▸ Exercise directions
Every line with the string "return" in it belongs in your answer, so copy them all from the data.

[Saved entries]
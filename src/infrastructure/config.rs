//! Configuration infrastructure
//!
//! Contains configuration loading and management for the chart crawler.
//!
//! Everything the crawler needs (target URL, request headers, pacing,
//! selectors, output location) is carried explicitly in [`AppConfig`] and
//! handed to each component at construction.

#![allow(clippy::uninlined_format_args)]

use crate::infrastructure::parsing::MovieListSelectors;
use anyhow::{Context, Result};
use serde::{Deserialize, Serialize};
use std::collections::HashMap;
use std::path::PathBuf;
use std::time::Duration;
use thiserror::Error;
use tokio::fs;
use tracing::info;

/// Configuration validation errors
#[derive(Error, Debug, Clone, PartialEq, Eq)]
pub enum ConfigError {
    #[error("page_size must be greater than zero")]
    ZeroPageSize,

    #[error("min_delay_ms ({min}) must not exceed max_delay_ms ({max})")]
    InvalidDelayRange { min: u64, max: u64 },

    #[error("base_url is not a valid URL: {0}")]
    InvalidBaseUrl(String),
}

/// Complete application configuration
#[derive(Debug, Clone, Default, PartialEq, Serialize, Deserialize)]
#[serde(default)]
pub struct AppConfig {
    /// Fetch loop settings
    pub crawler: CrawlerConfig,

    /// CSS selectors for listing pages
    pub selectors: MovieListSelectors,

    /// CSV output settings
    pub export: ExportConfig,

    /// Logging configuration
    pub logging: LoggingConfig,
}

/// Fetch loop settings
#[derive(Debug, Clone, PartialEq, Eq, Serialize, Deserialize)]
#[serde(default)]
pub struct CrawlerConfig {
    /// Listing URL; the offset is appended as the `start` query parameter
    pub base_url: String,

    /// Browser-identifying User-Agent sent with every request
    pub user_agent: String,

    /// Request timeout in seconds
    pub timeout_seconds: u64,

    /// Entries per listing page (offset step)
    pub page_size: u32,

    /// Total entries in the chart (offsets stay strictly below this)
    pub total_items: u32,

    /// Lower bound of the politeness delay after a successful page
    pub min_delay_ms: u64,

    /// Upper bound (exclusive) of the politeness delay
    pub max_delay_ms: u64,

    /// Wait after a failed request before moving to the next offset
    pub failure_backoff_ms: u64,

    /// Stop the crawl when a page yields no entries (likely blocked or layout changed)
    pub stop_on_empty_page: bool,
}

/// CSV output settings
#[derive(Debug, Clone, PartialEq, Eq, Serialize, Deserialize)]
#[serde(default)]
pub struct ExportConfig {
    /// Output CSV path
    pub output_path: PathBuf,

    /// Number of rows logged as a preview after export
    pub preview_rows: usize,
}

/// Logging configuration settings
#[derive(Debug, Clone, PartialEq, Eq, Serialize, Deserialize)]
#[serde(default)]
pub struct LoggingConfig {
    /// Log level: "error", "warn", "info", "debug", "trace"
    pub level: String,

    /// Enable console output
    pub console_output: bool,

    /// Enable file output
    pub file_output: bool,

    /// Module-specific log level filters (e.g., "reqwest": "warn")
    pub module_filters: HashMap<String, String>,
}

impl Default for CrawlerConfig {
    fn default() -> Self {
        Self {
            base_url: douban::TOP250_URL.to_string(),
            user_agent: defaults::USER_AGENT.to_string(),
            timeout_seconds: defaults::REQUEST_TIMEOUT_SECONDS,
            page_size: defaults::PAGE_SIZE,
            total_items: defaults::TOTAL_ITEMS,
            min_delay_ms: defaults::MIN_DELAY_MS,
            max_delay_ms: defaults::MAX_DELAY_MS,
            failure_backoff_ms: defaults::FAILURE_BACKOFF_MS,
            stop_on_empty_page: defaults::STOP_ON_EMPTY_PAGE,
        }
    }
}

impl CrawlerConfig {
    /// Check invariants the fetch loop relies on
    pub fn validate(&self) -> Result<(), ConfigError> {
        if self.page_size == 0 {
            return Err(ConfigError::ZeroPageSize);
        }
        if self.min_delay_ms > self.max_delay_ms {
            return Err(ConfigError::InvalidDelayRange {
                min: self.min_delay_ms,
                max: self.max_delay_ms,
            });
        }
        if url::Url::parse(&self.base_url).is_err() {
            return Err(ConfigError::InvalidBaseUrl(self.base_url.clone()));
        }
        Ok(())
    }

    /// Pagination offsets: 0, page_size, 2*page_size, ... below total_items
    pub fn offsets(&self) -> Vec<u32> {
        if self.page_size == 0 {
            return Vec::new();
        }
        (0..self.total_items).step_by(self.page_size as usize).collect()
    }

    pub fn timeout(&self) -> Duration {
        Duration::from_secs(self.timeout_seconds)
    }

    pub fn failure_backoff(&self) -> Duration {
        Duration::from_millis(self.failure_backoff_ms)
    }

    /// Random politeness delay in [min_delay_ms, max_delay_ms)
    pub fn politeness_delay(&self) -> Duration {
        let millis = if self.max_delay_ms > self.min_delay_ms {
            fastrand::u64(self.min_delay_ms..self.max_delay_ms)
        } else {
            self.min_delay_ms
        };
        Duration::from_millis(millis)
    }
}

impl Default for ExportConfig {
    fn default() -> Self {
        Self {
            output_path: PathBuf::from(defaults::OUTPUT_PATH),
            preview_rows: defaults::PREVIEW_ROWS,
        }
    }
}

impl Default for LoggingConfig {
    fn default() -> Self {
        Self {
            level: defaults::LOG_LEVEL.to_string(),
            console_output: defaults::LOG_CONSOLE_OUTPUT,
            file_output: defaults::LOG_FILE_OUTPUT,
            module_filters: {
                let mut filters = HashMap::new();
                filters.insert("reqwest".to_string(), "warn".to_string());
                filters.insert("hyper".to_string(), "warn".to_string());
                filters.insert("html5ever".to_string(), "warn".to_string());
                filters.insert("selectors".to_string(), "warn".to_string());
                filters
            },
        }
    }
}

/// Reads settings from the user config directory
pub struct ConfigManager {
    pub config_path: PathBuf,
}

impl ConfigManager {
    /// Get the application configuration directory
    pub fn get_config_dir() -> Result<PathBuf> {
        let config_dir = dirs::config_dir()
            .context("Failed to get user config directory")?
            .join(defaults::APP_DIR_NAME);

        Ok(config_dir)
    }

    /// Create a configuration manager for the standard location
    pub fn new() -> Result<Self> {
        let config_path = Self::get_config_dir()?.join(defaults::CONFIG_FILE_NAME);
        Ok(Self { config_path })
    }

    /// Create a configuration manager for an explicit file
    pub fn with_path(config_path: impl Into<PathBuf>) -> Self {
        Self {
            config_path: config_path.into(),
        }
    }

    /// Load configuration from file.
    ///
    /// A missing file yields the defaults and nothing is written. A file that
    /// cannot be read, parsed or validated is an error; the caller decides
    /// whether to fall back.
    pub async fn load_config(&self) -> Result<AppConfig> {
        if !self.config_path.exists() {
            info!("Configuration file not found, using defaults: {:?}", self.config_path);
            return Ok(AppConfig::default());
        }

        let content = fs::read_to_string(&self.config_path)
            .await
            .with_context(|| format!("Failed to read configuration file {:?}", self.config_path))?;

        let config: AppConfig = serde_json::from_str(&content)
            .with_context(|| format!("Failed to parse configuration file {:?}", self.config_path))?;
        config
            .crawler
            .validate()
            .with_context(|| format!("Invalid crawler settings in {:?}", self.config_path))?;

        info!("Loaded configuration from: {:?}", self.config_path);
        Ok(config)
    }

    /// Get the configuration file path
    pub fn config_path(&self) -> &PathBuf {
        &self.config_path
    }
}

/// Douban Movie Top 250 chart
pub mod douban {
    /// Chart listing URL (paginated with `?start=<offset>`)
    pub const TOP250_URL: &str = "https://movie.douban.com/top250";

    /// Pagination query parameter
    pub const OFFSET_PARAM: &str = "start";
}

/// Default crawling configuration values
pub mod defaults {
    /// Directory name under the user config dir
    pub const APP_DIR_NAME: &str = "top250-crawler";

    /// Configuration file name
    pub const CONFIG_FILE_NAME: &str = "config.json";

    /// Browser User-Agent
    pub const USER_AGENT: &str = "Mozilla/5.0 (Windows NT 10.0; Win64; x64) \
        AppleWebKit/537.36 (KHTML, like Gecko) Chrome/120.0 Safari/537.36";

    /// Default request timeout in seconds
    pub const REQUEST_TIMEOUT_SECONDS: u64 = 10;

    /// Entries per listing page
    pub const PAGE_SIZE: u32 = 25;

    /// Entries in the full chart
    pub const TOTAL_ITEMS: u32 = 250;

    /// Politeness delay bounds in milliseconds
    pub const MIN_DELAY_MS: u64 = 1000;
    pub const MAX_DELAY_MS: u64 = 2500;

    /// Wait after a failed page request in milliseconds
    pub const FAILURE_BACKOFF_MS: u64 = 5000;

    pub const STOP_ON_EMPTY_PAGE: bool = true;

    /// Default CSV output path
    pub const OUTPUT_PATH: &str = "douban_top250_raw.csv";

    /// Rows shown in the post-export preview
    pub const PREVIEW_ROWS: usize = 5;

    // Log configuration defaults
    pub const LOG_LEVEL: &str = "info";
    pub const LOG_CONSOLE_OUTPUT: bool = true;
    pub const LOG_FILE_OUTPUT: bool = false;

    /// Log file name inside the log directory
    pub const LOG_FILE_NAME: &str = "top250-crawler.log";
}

▸ Output of the task
            return Err(ConfigError::ZeroPageSize);
            return Err(ConfigError::InvalidDelayRange {
            return Err(ConfigError::InvalidBaseUrl(self.base_url.clone()));
            return Vec::new();
            return Ok(AppConfig::default());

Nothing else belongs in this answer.